Société de Constructions des Batignolles

La Société de Constructions des Batignolles (SCB), une des plus grandes entreprises françaises de travaux publics fondée en 1846 par Ernest Gouin, a joué un rôle actif dans la construction des infrastructures en Grèce pendant trois décennies. Son activité dans ce pays fut inaugurée en 1900, lorsque le Eastern Railway Construction Syndicate, créé par la SCB et la banque Erlanger et Cie, obtint la concession de la construction de la voie ferrée qui devait relier le Pirée à la frontière ottomane. Entamée initialement par un groupe anglais déclaré caduc en 1893, cette ligne fut alors abandonnée à cause de la faillite de l’Etat. Suivant les clauses de la convention signée avec le gouvernement Theotokis en 1900, le Syndicat a créé la Société des Chemins de fer Helléniques (SCFH) ; les travaux devaient être financés par un emprunt obligataire de l’Etat grec, le coût total étant estimé à environ 45 millions de francs.

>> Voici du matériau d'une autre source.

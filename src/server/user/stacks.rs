//! Read-mostly proxy onto agent endpoints, filtered by RBAC.

use std::collections::HashMap;
use std::sync::Arc;

use axum::{
    Json,
    extract::{Path, Query, State},
    response::IntoResponse,
};
use serde_json::Value;

use super::access::{require_stack_permission, resolve_server};
use crate::auth::{ClientInfo, RequireAuth};
use crate::server::AppState;
use crate::server::response::{ApiError, ApiResponse};
use crate::server::validation::validate_stack_name;
use crate::types::Server;
use crate::types::permission::{
    FILES_READ, FILES_WRITE, LOGS_READ, MAINTENANCE_READ, MAINTENANCE_WRITE, STACKS_READ,
};

const LOG_QUERY_KEYS: &[&str] = &["tail", "since", "timestamps"];

fn stack_endpoint(stack: &str, suffix: &str) -> String {
    format!("/stacks/{}{suffix}", urlencoding::encode(stack))
}

/// Re-encodes the allowed subset of `params` as a query string.
fn forward_query(params: &HashMap<String, String>, allowed: &[&str]) -> String {
    let pairs: Vec<String> = allowed
        .iter()
        .filter_map(|key| {
            params
                .get(*key)
                .map(|value| format!("{key}={}", urlencoding::encode(value)))
        })
        .collect();
    if pairs.is_empty() {
        String::new()
    } else {
        format!("?{}", pairs.join("&"))
    }
}

fn stack_name(stack: &Value) -> Option<&str> {
    stack.get("name").and_then(Value::as_str)
}

pub async fn list_servers(
    RequireAuth(ctx): RequireAuth,
    State(state): State<Arc<AppState>>,
) -> impl IntoResponse {
    let mut servers: Vec<Server> = Vec::new();
    for id in state.authorizer.effective_server_ids(&ctx.principal)? {
        if let Some(server) = state.store.get_server(id)?.filter(|s| s.is_active) {
            servers.push(server);
        }
    }
    Ok::<_, ApiError>(Json(ApiResponse::success(servers)))
}

/// Stacks on the host the caller may read. A host whose stacks are all
/// hidden is a 403, not an empty list.
pub async fn list_stacks(
    RequireAuth(ctx): RequireAuth,
    State(state): State<Arc<AppState>>,
    Path(server_id): Path<i64>,
) -> impl IntoResponse {
    let server = resolve_server(&state, &ctx.principal, server_id)?;
    let stacks: Vec<Value> = state
        .agent
        .get_json(&state.cancel, &server, "/stacks")
        .await?;
    let total = stacks.len();

    let mut visible = Vec::with_capacity(total);
    for stack in stacks {
        let Some(name) = stack_name(&stack) else {
            continue;
        };
        if state
            .authorizer
            .effective_allow(&ctx.principal, server_id, name, STACKS_READ)?
        {
            visible.push(stack);
        }
    }

    if total > 0 && visible.is_empty() {
        return Err(ApiError::forbidden(format!(
            "{STACKS_READ} is not granted on any stack of this server"
        )));
    }
    Ok(Json(ApiResponse::success(visible)))
}

pub async fn get_stack(
    RequireAuth(ctx): RequireAuth,
    State(state): State<Arc<AppState>>,
    ClientInfo(meta): ClientInfo,
    Path((server_id, stack)): Path<(i64, String)>,
) -> impl IntoResponse {
    validate_stack_name(&stack)?;
    let server = resolve_server(&state, &ctx.principal, server_id)?;
    require_stack_permission(&state, &ctx.principal, server_id, &stack, STACKS_READ, &meta)?;
    let detail: Value = state
        .agent
        .get_json(&state.cancel, &server, &stack_endpoint(&stack, ""))
        .await?;
    Ok::<_, ApiError>(Json(ApiResponse::success(detail)))
}

pub async fn stack_logs(
    RequireAuth(ctx): RequireAuth,
    State(state): State<Arc<AppState>>,
    ClientInfo(meta): ClientInfo,
    Path((server_id, stack)): Path<(i64, String)>,
    Query(params): Query<HashMap<String, String>>,
) -> impl IntoResponse {
    validate_stack_name(&stack)?;
    let server = resolve_server(&state, &ctx.principal, server_id)?;
    require_stack_permission(&state, &ctx.principal, server_id, &stack, LOGS_READ, &meta)?;
    let endpoint = format!(
        "{}{}",
        stack_endpoint(&stack, "/logs"),
        forward_query(&params, LOG_QUERY_KEYS)
    );
    let logs: Value = state.agent.get_json(&state.cancel, &server, &endpoint).await?;
    Ok::<_, ApiError>(Json(ApiResponse::success(logs)))
}

pub async fn list_files(
    RequireAuth(ctx): RequireAuth,
    State(state): State<Arc<AppState>>,
    ClientInfo(meta): ClientInfo,
    Path((server_id, stack)): Path<(i64, String)>,
    Query(params): Query<HashMap<String, String>>,
) -> impl IntoResponse {
    validate_stack_name(&stack)?;
    let server = resolve_server(&state, &ctx.principal, server_id)?;
    require_stack_permission(&state, &ctx.principal, server_id, &stack, FILES_READ, &meta)?;
    let endpoint = format!(
        "{}{}",
        stack_endpoint(&stack, "/files"),
        forward_query(&params, &["path"])
    );
    let listing: Value = state.agent.get_json(&state.cancel, &server, &endpoint).await?;
    Ok::<_, ApiError>(Json(ApiResponse::success(listing)))
}

pub async fn read_file(
    RequireAuth(ctx): RequireAuth,
    State(state): State<Arc<AppState>>,
    ClientInfo(meta): ClientInfo,
    Path((server_id, stack)): Path<(i64, String)>,
    Query(params): Query<HashMap<String, String>>,
) -> impl IntoResponse {
    validate_stack_name(&stack)?;
    if params.get("path").is_none_or(|p| p.is_empty()) {
        return Err(ApiError::bad_request("path is required"));
    }
    let server = resolve_server(&state, &ctx.principal, server_id)?;
    require_stack_permission(&state, &ctx.principal, server_id, &stack, FILES_READ, &meta)?;
    let endpoint = format!(
        "{}{}",
        stack_endpoint(&stack, "/files/read"),
        forward_query(&params, &["path"])
    );
    let content: Value = state.agent.get_json(&state.cancel, &server, &endpoint).await?;
    Ok(Json(ApiResponse::success(content)))
}

pub async fn write_file(
    RequireAuth(ctx): RequireAuth,
    State(state): State<Arc<AppState>>,
    ClientInfo(meta): ClientInfo,
    Path((server_id, stack)): Path<(i64, String)>,
    Json(body): Json<Value>,
) -> impl IntoResponse {
    validate_stack_name(&stack)?;
    let server = resolve_server(&state, &ctx.principal, server_id)?;
    require_stack_permission(&state, &ctx.principal, server_id, &stack, FILES_WRITE, &meta)?;
    let result: Value = state
        .agent
        .post_json(
            &state.cancel,
            &server,
            &stack_endpoint(&stack, "/files/write"),
            &body,
        )
        .await?;
    tracing::info!(server_id, stack = %stack, user_id = ctx.user.id, "stack file written");
    Ok::<_, ApiError>(Json(ApiResponse::success(result)))
}

/// Host-wide maintenance is checked against the all-stacks pattern.
pub async fn maintenance_info(
    RequireAuth(ctx): RequireAuth,
    State(state): State<Arc<AppState>>,
    ClientInfo(meta): ClientInfo,
    Path(server_id): Path<i64>,
) -> impl IntoResponse {
    let server = resolve_server(&state, &ctx.principal, server_id)?;
    require_stack_permission(&state, &ctx.principal, server_id, "*", MAINTENANCE_READ, &meta)?;
    let info: Value = state
        .agent
        .get_json(&state.cancel, &server, "/maintenance/info")
        .await?;
    Ok::<_, ApiError>(Json(ApiResponse::success(info)))
}

pub async fn maintenance_prune(
    RequireAuth(ctx): RequireAuth,
    State(state): State<Arc<AppState>>,
    ClientInfo(meta): ClientInfo,
    Path(server_id): Path<i64>,
    Json(body): Json<Value>,
) -> impl IntoResponse {
    let server = resolve_server(&state, &ctx.principal, server_id)?;
    require_stack_permission(&state, &ctx.principal, server_id, "*", MAINTENANCE_WRITE, &meta)?;
    let result: Value = state
        .agent
        .post_json(&state.cancel, &server, "/maintenance/prune", &body)
        .await?;
    tracing::info!(server_id, user_id = ctx.user.id, "docker prune requested");
    Ok::<_, ApiError>(Json(ApiResponse::success(result)))
}

#[cfg(test)]
mod tests {
    use super::*;

    #[test]
    fn test_forward_query_keeps_allowed_keys() {
        let mut params = HashMap::new();
        params.insert("tail".to_string(), "100".to_string());
        params.insert("evil".to_string(), "1".to_string());
        params.insert("since".to_string(), "10m ago".to_string());

        let query = forward_query(&params, LOG_QUERY_KEYS);
        assert_eq!(query, "?tail=100&since=10m%20ago");
        assert_eq!(forward_query(&HashMap::new(), LOG_QUERY_KEYS), "");
    }

    #[test]
    fn test_stack_endpoint_encodes_name() {
        assert_eq!(stack_endpoint("a b", "/logs"), "/stacks/a%20b/logs");
    }
}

Dès le début, les facteurs géopolitiques ont pesé lourd sur le sort de l’ouvrage, avec pour principale conséquence un allongement des délais et une durée de 15 ans pour son achèvement. L’émission des obligations a été reportée à plusieurs reprises car la guerre du Transvaal perturbait les marchés financiers. Ainsi, les travaux n’ont-ils commencé qu’en 1902. Une série de tunnels et viaducs (comme ceux d’Assopos, étudié par Paul Bodin, et de Bralo) sur un terrain très accidenté ont compliqué et retardé les opérations. La SBC confiait diverses parties des travaux à des sous-traitants locaux, supervisés par des ingénieurs français. L’ingénieur Charles Barbière a assumé la direction de l’ensemble de la ligne Le Pirée-Larissa, et Louis Fleury celle de la ligne de jonction à partir de 1916. L’ingénieur Pierre Mouret a été le représentant de la SBC à Athènes.

Après l’achèvement de la dernière partie, entre Larissa à Papapouli, la ligne, d’une longueur de 394 km et de 1.44 m de large, a été ouverte à l’exploitation en mars 1909. À cette époque, les pourparlers entre l’Etat grec et la Porte, concernant la jonction avec le réseau ferré ottoman (la ligne Salonique-Monastir) et entamés dès 1905, semblaient avoir abouti à un consensus, mais l’arrivée des Jeunes-Turcs au pouvoir a changé la donne. Le tracé de la ligne de jonction (Papapouli-Platy) est devenu un enjeu capital, les Turcs voulant éviter la liaison directe avec Thessaloniki, la ville convoitée. La question a été tranchée par l’annexion de la Macédoine à la Grèce après les guerres balkaniques de 1912-1913.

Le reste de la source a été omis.